◆ Exercise goal ◆
The answer must be an exact reproduction of the lines from the start of the records below through the line containing "let methods = settings.coap.methods()?;", and nothing more.

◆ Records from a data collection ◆

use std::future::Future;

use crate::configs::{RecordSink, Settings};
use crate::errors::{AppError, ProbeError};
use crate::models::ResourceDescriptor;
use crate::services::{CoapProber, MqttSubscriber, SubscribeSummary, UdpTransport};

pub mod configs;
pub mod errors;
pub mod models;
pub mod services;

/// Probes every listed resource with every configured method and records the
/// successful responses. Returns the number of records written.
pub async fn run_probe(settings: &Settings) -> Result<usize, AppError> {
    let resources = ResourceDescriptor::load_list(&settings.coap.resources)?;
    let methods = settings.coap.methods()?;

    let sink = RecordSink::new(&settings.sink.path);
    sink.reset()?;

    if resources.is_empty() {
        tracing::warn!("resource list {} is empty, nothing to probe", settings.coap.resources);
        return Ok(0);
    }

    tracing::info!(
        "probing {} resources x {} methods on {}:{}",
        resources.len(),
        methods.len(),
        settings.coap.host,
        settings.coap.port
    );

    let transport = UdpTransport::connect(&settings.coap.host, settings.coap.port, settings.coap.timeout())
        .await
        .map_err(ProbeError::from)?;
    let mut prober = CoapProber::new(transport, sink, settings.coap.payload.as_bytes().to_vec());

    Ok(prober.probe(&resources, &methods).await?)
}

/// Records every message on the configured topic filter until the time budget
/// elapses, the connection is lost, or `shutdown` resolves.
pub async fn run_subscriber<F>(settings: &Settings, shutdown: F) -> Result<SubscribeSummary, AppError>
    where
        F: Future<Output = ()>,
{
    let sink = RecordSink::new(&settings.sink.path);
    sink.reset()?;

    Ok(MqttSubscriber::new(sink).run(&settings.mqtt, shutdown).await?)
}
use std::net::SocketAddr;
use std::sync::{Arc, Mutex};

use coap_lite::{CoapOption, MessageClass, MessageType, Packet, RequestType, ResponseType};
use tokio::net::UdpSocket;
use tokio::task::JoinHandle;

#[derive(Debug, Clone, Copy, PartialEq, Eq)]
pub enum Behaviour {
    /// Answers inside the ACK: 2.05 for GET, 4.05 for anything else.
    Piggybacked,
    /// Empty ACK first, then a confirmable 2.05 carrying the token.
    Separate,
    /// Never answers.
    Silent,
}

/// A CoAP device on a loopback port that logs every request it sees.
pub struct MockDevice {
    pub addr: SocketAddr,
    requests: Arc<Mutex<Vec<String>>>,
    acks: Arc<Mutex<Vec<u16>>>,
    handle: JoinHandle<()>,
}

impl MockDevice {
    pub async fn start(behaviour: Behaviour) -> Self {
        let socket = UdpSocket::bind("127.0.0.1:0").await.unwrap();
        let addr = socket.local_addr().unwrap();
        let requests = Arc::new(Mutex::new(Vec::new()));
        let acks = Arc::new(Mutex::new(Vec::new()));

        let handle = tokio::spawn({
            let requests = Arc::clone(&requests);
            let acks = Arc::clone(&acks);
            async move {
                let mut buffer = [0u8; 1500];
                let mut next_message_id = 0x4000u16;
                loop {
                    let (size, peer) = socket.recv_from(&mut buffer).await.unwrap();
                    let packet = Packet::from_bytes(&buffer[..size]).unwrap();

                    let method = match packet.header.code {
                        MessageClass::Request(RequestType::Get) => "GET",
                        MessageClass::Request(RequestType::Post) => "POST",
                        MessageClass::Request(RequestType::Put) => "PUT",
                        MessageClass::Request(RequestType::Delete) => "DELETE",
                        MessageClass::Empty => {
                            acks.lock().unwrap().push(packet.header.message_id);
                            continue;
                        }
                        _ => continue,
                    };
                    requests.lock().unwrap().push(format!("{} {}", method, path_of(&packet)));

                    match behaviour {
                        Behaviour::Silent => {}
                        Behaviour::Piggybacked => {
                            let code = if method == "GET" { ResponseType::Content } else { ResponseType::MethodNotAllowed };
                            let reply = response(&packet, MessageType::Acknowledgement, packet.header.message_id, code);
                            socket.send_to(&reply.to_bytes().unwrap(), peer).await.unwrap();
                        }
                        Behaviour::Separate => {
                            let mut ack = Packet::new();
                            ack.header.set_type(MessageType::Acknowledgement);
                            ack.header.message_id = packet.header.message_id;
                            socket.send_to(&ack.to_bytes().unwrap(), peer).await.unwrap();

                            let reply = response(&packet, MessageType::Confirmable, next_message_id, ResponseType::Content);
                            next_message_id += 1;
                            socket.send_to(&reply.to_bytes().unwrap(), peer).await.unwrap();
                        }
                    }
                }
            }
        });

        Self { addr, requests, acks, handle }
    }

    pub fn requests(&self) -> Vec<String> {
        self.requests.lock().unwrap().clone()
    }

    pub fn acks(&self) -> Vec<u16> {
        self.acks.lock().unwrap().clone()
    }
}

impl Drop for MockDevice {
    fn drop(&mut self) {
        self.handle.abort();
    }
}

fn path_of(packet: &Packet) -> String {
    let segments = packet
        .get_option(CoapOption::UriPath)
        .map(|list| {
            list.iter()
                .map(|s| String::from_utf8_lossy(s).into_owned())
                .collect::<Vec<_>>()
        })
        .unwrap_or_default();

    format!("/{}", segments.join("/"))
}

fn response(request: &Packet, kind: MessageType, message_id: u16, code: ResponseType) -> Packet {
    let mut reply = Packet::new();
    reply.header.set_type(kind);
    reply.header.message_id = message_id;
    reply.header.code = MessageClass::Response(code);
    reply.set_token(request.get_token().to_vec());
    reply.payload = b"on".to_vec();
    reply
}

◆ Exercise solution ◆
use std::future::Future;

use crate::configs::{RecordSink, Settings};
use crate::errors::{AppError, ProbeError};
use crate::models::ResourceDescriptor;
use crate::services::{CoapProber, MqttSubscriber, SubscribeSummary, UdpTransport};

pub mod configs;
pub mod errors;
pub mod models;
pub mod services;

/// Probes every listed resource with every configured method and records the
/// successful responses. Returns the number of records written.
pub async fn run_probe(settings: &Settings) -> Result<usize, AppError> {
    let resources = ResourceDescriptor::load_list(&settings.coap.resources)?;
    let methods = settings.coap.methods()?;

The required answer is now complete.